Pas trop grosse, SVP!

Planche tirée du tome 9 de la série «Tamara»
Photo: Éditions Dupuis Planche tirée du tome 9 de la série «Tamara»

Un débat soulève actuellement la France et la Belgique, alors que des images de l’adaptation de Tamara, bande dessinée franco-belge relatant les mésaventures d’une adolescente en surpoids, ont été diffusées, montrant l’actrice Héloïse Martin, plutôt mince, dans le rôle-titre.

Les personnes « enveloppées » ne sont pas toujours bienvenues au cinéma, traditionnellement épris d’interprètes filiformes.

Fausse grosse

Comme le témoigne le cas Tamara, même quand il s’agit d’aborder la question de front, les équipes de production ont tendance à choisir des actrices minces pour les faire engraisser (mais pas trop) sans mettre en scène une vraie ronde. Un peu comme Renée Zellweger, qui joua à l’écran Bridget Jones. Ce choix avait fait hurler les Britanniques épris des romans d’Helen Fielding, qui réclamaient une interprète du Royaume-Uni naturellement enrobée, plutôt qu’une Américaine gavée comme une oie pour les besoins de la cause.

Les premiers extraits ont fait là-bas bondir. La bédé en 13 tomes signée Zidrou et Darasse-Bosse, adaptée au grand écran par Alexandre Castagnetti, s’articule autour du personnage de Tamara, une adolescente en surpoids, mal dans sa peau, qui essuie les moqueries à l’école et cherche, longtemps en vain, le grand amour jusqu’à sa rencontre avec le beau Diego. Le film doit prendre l’affiche en Europe francophone le 26 octobre prochain.

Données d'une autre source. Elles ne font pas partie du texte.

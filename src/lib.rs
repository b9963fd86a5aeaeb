#![allow(non_snake_case)]

use types::Float;
pub extern crate nalgebra as na;

pub mod dynamics;
pub mod energy;
pub mod error;
pub mod integrators;
pub mod kinematics;
pub mod params;
pub mod plot;
pub mod simulate;
pub mod state;
pub mod trajectory;
pub mod types;
pub mod util;

// Wasm bindings
pub mod interface;

pub use error::SimulationError;
pub use params::{LinkParameters, PhysicalParameters, SimulationConfig};
pub use simulate::{simulate, Simulator, SimulatorStatus, TorqueSource};
pub use state::{JointState, TorqueInput};
pub use trajectory::Trajectory;

pub const GRAVITY: Float = 9.8;

pub const PI: Float = std::f64::consts::PI;
pub const TWO_PI: Float = 2.0 * PI;
use na::{vector, Vector2};

use crate::types::Float;

/// Joint angles and angular velocities of the arm.
///
/// `q[0]` is measured from the base x-axis, `q[1]` is link 2 relative to
/// link 1. Angles are not wrapped.
#[derive(Debug, Clone, Copy, PartialEq)]
pub struct JointState {
    pub q: Vector2<Float>, // joint angles
    pub v: Vector2<Float>, // joint angular velocities
}

impl JointState {
    pub fn new(q1: Float, q2: Float, q1dot: Float, q2dot: Float) -> Self {
        JointState {
            q: vector![q1, q2],
            v: vector![q1dot, q2dot],
        }
    }

    /// State at the given angles with the arm at rest.
    pub fn at_rest(q1: Float, q2: Float) -> Self {
        JointState::new(q1, q2, 0.0, 0.0)
    }

    pub fn angles(&self) -> (Float, Float) {
        (self.q[0], self.q[1])
    }
}

/// Torques applied at the two joints.
#[derive(Debug, Clone, Copy, PartialEq)]
pub struct TorqueInput(pub Vector2<Float>);

impl TorqueInput {
    pub fn new(tau1: Float, tau2: Float) -> Self {
        TorqueInput(vector![tau1, tau2])
    }

    pub fn zero() -> Self {
        TorqueInput(Vector2::zeros())
    }
}

impl Default for TorqueInput {
    fn default() -> Self {
        TorqueInput::zero()
    }
}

La production a offert le rôle-titre à Héloïse Martin, qu’elle a fait engraisser de 12 kg. Du dessin au film, Tamara a quand même beaucoup minci. Exit le gros ventre et le visage mafflu. Enrobée, certes, mais mignonne à souhait.

Réactions

Sur le blogue du journal Le Monde, des lecteurs se disent exaspérés : « N’aurait-il pas mieux valu choisir une vraie ronde ? » se demandent-ils. Sur le site Branchés Culture, d’autres se sentent carrément trahis par cette transformation de l’héroïne au grand écran. Quant à Diego, à qui les bédéistes donnaient des origines chiliennes, il a perdu ses racines et son teint hâlé. Le voici incarné par Rayane Bensetti, un acteur blanc.

Tendance numérique

Cette tendance à la standardisation des héros, issue tout droit d’Hollywood, se retrouve aussi dans Un homme à la hauteur de Laurent Tirard (sur nos écrans vendredi), dans lequel Jean Dujardin, par la disgrâce de mauvais effets spéciaux, joue un nain amoureux d’une belle blonde, mais riche et beau (un vrai nain doit se contenter de camper sa doublure de dos), sans qu’un acteur de petite taille n’ait été pressenti pour le rôle.